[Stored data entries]

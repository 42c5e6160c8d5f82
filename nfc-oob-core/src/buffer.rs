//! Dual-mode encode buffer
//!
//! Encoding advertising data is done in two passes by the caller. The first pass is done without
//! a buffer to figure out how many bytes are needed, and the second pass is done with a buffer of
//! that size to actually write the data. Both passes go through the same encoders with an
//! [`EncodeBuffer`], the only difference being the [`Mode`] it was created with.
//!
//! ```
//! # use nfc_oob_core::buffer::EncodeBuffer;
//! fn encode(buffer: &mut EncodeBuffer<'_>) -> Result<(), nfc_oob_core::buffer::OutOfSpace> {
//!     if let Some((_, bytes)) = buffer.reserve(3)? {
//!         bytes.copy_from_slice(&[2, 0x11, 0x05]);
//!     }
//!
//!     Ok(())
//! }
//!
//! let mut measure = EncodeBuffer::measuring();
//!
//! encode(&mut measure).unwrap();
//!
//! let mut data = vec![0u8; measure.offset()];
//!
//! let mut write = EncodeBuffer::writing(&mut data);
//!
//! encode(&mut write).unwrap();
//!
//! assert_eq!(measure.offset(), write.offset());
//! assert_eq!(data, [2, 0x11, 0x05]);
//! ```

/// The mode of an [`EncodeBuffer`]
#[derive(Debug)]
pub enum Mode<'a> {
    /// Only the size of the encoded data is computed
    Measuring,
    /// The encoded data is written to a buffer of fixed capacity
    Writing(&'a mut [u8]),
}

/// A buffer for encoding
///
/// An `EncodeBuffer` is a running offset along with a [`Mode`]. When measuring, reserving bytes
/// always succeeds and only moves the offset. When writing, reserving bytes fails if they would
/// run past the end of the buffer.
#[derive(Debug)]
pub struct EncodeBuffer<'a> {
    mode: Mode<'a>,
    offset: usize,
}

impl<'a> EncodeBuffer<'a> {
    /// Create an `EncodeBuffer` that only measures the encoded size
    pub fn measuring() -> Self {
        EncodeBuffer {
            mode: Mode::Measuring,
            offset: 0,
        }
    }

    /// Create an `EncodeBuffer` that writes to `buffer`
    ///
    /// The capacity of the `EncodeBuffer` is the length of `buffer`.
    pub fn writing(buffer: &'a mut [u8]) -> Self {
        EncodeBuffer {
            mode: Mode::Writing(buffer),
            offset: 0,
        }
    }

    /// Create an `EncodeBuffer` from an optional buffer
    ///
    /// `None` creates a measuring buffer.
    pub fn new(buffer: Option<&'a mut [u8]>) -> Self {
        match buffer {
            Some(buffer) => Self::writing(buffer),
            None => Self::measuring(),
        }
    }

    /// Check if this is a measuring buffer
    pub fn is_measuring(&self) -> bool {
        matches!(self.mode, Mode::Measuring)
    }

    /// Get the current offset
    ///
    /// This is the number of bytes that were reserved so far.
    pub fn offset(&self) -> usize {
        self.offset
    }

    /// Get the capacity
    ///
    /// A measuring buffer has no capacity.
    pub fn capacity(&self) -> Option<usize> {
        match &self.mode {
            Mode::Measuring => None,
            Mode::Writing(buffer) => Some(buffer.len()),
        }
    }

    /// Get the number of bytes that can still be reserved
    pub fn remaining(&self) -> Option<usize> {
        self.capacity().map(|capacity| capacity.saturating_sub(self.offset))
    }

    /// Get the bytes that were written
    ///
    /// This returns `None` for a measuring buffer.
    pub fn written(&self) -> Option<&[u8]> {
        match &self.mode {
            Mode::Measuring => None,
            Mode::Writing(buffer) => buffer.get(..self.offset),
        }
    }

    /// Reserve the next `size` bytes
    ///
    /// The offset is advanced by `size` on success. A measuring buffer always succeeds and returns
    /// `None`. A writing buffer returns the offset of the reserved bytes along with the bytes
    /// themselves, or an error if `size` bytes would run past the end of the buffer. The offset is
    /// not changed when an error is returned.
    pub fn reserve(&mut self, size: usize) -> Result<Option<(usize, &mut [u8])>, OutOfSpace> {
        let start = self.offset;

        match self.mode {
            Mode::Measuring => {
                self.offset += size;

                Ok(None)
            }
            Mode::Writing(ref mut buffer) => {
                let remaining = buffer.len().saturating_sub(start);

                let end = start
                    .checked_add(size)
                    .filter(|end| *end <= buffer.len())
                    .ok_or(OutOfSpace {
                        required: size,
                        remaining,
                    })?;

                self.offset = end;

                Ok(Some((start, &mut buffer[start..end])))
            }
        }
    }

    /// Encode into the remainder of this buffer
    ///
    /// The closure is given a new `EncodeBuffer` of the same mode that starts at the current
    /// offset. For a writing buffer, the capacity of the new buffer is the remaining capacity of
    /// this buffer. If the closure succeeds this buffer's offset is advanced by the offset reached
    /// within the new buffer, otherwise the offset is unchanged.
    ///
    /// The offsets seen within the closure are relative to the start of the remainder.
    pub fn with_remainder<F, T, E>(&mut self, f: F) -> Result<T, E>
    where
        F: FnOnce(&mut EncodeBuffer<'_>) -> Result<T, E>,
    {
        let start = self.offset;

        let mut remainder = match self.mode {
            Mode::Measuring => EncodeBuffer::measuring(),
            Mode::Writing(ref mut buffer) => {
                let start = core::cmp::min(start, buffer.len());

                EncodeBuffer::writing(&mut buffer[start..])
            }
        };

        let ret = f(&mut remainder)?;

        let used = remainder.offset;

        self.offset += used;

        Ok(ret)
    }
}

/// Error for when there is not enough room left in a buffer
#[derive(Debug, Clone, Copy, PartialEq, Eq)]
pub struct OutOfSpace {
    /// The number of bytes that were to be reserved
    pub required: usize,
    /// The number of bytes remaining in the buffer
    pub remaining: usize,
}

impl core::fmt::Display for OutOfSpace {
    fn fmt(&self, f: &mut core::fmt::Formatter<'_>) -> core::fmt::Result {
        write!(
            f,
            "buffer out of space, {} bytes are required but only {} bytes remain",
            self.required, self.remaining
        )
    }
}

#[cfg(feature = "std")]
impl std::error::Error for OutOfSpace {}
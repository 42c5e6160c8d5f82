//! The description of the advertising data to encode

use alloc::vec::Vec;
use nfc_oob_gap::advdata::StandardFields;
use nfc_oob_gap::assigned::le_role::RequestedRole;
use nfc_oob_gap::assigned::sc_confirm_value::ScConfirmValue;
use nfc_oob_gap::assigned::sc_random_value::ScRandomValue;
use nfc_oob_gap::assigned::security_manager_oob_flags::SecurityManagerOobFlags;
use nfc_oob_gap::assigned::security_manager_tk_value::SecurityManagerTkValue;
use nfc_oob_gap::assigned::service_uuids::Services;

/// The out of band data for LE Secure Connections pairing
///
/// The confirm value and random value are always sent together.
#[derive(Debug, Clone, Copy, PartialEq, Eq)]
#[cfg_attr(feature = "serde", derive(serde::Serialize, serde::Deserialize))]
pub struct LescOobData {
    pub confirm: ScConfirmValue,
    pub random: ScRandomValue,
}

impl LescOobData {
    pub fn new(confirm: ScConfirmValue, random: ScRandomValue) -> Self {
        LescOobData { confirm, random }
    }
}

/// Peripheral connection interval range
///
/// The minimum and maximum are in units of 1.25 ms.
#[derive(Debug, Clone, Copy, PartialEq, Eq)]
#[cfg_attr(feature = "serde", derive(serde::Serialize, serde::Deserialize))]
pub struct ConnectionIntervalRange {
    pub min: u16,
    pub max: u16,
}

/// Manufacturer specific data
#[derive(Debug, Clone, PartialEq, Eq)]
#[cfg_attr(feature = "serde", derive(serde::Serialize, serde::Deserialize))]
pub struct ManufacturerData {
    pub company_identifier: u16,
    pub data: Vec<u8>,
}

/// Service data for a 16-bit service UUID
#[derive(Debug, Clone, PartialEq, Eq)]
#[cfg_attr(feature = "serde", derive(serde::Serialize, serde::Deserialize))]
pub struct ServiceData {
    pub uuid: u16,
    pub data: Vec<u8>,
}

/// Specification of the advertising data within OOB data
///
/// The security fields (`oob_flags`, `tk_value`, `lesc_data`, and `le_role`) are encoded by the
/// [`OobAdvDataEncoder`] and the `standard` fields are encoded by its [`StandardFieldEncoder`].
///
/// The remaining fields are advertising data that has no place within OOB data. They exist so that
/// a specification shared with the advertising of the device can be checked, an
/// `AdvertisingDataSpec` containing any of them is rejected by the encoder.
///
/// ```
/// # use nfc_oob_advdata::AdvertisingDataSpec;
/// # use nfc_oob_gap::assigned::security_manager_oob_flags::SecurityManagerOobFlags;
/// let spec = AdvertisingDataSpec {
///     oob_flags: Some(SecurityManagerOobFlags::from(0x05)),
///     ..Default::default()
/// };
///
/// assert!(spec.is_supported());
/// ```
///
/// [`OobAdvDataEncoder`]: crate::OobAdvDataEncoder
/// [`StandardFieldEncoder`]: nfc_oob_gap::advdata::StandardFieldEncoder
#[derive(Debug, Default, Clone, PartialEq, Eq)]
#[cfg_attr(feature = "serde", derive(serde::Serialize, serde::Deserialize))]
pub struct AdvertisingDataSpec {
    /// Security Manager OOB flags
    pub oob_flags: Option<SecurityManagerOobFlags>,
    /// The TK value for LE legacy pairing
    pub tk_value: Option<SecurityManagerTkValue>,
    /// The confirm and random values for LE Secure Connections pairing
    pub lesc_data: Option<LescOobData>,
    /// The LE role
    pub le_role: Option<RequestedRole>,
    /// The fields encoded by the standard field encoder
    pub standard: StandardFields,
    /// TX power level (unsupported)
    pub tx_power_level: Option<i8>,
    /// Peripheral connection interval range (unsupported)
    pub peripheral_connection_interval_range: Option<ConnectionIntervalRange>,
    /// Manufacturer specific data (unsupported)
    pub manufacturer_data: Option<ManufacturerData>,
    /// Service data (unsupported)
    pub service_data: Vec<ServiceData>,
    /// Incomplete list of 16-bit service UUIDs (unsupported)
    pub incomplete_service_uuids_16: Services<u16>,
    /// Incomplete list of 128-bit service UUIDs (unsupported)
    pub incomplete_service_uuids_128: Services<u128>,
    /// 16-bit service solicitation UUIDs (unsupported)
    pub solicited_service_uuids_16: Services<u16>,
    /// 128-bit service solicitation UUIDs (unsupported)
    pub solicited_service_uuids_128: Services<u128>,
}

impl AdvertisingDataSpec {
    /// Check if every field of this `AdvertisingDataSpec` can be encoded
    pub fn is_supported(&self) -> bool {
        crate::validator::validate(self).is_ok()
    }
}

Action item: Show a copy of each line from the data that includes the word "SecurityManagerOobFlags".

Exercise result:
use nfc_oob_gap::assigned::security_manager_oob_flags::SecurityManagerOobFlags;
/// # use nfc_oob_gap::assigned::security_manager_oob_flags::SecurityManagerOobFlags;
///     oob_flags: Some(SecurityManagerOobFlags::from(0x05)),
    pub oob_flags: Option<SecurityManagerOobFlags>,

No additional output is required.